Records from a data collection
= Beginning of Section =

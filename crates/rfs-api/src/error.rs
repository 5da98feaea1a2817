//! Maps domain `AppError` to HTTP responses.

use axum::Json;
use axum::http::StatusCode;
use axum::response::{IntoResponse, Response};
use serde::{Deserialize, Serialize};

use rfs_core::error::{AppError, ErrorKind};

/// Standard API error response body.
#[derive(Debug, Clone, Serialize, Deserialize)]
pub struct ApiErrorResponse {
    /// Machine-readable error code.
    pub error: String,
    /// Human-readable message. Diagnostic only.
    pub message: String,
}

/// HTTP-facing wrapper around [`AppError`].
///
/// Handlers return `Result<_, ApiError>` and use `?` on service results.
#[derive(Debug)]
pub struct ApiError(pub AppError);

impl From<AppError> for ApiError {
    fn from(err: AppError) -> Self {
        Self(err)
    }
}

/// Status code for an error kind.
pub fn status_for(kind: ErrorKind) -> StatusCode {
    match kind {
        ErrorKind::NotFound => StatusCode::NOT_FOUND,
        ErrorKind::BadRequest | ErrorKind::IllegalOperation => StatusCode::BAD_REQUEST,
        ErrorKind::Database | ErrorKind::Configuration | ErrorKind::Internal => {
            StatusCode::INTERNAL_SERVER_ERROR
        }
    }
}

impl IntoResponse for ApiError {
    fn into_response(self) -> Response {
        let err = self.0;
        let status = status_for(err.kind);

        let body = if err.is_internal() {
            tracing::error!(kind = %err.kind, error = %err.message, "Internal server error");
            ApiErrorResponse {
                error: "INTERNAL_ERROR".to_string(),
                message: "Internal server error".to_string(),
            }
        } else {
            ApiErrorResponse {
                error: err.kind.to_string(),
                message: err.message,
            }
        };

        (status, Json(body)).into_response()
    }
}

= End of Section =

Your assignment: In the records above, how many lines contain the word "IntoResponse"? Say only the number.

Completed exercise: 2